BEGIN DATA PROVIDED
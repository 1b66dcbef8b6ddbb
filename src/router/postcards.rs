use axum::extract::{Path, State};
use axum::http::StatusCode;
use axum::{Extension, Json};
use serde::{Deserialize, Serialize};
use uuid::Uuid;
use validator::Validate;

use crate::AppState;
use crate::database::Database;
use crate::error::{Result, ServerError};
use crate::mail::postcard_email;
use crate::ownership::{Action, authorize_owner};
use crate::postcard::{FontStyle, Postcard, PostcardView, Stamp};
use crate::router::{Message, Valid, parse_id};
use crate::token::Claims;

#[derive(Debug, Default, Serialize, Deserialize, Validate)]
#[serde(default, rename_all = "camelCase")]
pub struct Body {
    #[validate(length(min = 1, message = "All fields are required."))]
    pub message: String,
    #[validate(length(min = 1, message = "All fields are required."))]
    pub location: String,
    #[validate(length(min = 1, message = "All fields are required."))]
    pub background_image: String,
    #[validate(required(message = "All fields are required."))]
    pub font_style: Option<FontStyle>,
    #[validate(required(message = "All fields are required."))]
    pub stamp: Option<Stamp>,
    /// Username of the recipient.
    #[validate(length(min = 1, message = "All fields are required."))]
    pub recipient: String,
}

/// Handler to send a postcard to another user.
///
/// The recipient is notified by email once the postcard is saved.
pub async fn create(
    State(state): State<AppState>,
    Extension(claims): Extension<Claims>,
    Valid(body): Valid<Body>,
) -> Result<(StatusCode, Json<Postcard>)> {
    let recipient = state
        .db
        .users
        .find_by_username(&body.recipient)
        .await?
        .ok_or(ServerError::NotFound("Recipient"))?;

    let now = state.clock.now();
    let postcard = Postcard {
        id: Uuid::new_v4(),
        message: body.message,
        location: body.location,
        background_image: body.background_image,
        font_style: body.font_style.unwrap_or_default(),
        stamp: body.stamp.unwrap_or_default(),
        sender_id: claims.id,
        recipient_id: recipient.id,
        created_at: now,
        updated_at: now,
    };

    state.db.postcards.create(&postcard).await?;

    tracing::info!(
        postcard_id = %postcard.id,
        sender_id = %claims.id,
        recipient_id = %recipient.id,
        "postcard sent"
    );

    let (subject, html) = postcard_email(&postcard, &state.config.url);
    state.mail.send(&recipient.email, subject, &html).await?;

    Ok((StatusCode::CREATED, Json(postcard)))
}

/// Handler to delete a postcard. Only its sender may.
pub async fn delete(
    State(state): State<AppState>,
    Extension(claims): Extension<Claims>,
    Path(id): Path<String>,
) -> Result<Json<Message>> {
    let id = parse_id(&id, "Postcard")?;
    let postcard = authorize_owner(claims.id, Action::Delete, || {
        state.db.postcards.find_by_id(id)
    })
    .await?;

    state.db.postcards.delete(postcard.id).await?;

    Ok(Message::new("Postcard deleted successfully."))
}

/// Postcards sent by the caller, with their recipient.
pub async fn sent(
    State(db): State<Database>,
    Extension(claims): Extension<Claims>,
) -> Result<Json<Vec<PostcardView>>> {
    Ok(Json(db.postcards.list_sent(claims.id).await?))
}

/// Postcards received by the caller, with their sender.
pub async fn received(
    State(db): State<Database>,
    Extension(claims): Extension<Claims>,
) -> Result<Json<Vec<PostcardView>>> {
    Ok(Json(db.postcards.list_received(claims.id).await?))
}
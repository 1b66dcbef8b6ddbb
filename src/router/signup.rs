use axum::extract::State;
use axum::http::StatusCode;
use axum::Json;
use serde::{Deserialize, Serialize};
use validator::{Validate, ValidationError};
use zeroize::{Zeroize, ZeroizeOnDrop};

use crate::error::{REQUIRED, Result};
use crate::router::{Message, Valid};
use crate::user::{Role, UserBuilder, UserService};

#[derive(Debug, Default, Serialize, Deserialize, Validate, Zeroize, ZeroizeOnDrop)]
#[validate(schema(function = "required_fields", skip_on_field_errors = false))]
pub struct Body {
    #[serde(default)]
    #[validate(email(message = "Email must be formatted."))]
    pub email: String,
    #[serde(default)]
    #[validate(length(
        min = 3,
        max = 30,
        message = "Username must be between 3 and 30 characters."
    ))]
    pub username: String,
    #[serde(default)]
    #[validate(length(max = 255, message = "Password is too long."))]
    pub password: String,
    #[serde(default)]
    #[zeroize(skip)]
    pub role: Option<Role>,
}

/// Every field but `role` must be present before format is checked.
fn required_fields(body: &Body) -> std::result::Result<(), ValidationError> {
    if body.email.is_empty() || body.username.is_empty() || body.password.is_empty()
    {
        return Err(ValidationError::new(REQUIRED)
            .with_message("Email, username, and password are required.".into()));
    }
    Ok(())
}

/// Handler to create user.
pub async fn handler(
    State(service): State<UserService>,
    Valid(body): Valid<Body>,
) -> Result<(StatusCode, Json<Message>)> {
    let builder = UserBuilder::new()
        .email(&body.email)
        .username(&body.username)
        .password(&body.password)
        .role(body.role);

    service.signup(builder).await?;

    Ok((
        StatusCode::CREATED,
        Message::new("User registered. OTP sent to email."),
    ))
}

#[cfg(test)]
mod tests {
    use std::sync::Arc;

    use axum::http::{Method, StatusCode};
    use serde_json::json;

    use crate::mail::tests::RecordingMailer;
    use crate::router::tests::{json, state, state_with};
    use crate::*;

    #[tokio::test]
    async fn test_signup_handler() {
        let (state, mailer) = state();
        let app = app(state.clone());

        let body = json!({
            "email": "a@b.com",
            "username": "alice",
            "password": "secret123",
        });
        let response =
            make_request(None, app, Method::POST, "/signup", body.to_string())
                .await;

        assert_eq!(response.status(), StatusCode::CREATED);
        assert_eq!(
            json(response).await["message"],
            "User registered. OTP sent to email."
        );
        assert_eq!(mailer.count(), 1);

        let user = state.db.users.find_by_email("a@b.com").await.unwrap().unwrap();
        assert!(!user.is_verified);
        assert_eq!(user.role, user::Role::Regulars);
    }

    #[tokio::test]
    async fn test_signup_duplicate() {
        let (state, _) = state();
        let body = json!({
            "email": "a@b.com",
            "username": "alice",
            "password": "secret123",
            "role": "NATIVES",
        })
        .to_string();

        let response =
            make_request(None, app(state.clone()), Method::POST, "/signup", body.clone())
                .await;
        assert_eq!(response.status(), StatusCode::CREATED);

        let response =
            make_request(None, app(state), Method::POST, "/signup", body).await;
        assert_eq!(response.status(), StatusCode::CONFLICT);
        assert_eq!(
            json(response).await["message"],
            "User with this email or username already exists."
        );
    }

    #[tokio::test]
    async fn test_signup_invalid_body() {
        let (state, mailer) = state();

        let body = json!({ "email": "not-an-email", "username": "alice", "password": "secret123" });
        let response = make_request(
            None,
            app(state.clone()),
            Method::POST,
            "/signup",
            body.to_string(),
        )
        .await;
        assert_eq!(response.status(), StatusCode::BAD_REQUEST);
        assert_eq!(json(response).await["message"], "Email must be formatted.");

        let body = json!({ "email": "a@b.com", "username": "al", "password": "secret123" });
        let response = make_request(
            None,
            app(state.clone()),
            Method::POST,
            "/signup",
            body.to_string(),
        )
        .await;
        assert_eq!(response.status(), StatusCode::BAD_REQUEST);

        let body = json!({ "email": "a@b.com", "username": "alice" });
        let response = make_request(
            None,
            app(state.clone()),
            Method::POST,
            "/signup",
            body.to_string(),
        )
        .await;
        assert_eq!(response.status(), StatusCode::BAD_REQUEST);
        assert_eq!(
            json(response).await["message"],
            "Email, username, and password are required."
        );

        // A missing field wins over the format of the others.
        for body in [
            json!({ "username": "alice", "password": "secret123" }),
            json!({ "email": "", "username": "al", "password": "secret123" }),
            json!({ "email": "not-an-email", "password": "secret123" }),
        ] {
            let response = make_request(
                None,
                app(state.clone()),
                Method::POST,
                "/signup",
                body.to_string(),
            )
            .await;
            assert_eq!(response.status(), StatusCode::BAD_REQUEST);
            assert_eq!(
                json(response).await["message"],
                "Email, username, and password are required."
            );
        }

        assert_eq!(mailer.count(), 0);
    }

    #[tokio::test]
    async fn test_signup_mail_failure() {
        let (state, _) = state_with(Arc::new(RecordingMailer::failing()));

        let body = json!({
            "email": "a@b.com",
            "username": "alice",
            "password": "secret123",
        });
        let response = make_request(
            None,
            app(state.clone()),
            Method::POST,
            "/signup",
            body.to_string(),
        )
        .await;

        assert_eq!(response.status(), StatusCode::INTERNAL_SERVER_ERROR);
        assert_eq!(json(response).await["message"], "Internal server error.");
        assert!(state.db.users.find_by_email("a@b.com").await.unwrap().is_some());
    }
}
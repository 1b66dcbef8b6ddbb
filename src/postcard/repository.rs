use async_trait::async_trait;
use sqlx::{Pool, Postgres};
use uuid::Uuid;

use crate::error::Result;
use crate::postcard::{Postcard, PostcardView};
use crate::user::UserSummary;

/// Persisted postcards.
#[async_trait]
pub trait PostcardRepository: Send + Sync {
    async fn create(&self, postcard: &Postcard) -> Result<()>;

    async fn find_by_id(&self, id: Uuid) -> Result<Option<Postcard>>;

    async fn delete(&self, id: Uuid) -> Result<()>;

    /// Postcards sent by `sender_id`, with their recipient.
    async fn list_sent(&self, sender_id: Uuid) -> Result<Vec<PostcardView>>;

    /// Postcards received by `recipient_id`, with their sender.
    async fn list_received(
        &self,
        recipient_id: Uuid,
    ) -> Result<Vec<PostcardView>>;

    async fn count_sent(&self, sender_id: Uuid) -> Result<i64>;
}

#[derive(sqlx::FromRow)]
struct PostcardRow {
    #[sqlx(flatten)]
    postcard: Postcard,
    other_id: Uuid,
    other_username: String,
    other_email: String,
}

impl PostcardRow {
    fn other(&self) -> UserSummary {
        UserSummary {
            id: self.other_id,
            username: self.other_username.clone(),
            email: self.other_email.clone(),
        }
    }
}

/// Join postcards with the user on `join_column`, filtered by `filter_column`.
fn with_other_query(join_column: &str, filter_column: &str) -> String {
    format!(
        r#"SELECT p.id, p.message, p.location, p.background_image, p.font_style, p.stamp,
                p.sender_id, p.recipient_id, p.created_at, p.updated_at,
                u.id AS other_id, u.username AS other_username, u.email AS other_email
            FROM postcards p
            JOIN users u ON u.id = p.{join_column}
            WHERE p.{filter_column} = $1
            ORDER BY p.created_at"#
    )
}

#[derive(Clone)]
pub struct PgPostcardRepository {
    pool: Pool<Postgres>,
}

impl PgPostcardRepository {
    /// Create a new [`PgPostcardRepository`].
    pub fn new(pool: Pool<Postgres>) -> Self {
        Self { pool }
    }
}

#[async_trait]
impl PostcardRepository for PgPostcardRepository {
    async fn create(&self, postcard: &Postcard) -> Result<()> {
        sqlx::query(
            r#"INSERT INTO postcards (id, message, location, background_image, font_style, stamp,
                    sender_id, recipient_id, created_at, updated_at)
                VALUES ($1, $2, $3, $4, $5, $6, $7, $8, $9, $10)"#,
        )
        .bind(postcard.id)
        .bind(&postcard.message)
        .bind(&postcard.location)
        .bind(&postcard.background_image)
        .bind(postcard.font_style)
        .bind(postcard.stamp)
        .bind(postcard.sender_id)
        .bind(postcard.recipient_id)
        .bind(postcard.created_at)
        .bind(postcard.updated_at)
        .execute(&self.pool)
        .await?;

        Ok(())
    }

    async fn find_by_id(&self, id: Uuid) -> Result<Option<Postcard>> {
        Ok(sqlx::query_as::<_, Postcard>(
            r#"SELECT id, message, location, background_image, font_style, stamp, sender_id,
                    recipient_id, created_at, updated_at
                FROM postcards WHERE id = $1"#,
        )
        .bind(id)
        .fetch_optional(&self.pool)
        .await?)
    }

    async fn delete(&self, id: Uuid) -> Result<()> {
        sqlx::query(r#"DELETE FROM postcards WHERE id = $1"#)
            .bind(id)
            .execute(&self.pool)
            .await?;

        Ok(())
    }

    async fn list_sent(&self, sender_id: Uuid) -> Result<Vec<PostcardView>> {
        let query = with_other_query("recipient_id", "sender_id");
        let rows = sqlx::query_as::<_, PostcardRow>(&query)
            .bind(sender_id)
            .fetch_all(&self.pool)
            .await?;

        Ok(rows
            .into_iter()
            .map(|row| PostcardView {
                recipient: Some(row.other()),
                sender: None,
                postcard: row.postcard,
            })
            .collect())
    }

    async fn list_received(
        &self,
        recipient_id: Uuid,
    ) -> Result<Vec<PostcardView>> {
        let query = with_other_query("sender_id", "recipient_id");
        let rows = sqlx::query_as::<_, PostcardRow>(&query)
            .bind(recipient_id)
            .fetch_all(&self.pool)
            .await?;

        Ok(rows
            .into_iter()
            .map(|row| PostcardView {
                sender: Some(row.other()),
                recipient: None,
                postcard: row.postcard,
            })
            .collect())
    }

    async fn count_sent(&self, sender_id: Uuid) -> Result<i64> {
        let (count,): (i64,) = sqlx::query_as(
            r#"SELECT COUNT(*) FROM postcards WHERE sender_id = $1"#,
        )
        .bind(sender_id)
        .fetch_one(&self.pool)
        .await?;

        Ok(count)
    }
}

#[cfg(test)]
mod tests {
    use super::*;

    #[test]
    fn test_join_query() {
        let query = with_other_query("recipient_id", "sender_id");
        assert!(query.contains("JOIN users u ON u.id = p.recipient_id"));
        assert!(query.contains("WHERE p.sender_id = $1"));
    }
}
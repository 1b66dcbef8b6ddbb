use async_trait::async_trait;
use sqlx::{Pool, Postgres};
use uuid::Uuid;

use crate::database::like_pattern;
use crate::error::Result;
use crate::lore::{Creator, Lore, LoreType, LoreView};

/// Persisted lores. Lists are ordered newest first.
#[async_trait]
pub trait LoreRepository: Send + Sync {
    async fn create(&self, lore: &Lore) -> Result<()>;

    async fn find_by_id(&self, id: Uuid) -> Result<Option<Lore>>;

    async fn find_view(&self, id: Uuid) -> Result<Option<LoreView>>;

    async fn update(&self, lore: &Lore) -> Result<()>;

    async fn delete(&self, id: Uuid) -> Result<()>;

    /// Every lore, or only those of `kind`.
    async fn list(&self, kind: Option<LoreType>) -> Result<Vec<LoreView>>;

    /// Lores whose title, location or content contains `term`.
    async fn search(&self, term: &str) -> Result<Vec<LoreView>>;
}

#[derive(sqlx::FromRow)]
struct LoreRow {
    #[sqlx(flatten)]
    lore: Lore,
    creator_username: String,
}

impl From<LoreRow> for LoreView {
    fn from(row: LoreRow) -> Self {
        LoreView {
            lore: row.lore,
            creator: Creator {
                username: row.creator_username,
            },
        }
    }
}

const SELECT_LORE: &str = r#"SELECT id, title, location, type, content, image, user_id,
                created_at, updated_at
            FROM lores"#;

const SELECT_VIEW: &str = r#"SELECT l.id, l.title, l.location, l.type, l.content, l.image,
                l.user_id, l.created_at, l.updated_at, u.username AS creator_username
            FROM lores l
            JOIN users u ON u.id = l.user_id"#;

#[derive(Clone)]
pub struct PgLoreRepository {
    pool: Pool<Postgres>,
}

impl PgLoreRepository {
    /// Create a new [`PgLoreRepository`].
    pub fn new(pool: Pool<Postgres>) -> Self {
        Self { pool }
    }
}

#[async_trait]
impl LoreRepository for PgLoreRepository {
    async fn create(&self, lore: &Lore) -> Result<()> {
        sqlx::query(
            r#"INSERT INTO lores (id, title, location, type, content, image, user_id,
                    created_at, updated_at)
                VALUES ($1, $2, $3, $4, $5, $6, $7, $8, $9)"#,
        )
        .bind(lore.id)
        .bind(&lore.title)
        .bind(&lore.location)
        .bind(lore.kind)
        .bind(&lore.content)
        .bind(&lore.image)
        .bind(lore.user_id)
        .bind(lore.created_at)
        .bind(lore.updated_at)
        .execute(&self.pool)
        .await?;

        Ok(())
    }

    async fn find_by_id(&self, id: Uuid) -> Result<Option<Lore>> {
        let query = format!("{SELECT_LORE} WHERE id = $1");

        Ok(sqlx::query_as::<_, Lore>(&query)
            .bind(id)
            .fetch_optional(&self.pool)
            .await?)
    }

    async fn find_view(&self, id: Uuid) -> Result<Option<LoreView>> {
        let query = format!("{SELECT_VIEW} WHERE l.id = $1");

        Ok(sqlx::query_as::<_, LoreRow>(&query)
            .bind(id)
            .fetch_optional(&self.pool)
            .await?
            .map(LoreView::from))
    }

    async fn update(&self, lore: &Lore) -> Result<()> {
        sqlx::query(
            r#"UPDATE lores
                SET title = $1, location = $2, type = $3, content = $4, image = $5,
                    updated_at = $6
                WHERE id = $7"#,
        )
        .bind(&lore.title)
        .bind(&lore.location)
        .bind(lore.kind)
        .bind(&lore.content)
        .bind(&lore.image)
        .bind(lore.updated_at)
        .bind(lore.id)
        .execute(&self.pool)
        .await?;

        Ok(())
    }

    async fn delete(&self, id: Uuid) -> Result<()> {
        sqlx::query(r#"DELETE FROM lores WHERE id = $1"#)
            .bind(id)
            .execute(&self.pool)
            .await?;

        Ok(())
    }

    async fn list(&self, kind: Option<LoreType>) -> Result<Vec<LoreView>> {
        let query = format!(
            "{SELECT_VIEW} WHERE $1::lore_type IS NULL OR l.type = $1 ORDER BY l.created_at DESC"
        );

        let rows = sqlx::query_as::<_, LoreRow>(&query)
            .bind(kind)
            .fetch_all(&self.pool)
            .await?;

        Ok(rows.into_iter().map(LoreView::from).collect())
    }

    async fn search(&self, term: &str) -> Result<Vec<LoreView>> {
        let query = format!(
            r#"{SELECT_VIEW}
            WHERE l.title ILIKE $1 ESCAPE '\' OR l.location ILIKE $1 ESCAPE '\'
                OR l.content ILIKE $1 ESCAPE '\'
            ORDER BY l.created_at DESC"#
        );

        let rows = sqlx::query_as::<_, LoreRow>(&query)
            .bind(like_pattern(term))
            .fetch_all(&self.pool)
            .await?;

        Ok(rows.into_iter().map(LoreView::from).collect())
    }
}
END DATA PROVIDED
Please show all lines from the entries that contain the word "Persisted".

/// Persisted postcards.
/// Persisted lores. Lists are ordered newest first.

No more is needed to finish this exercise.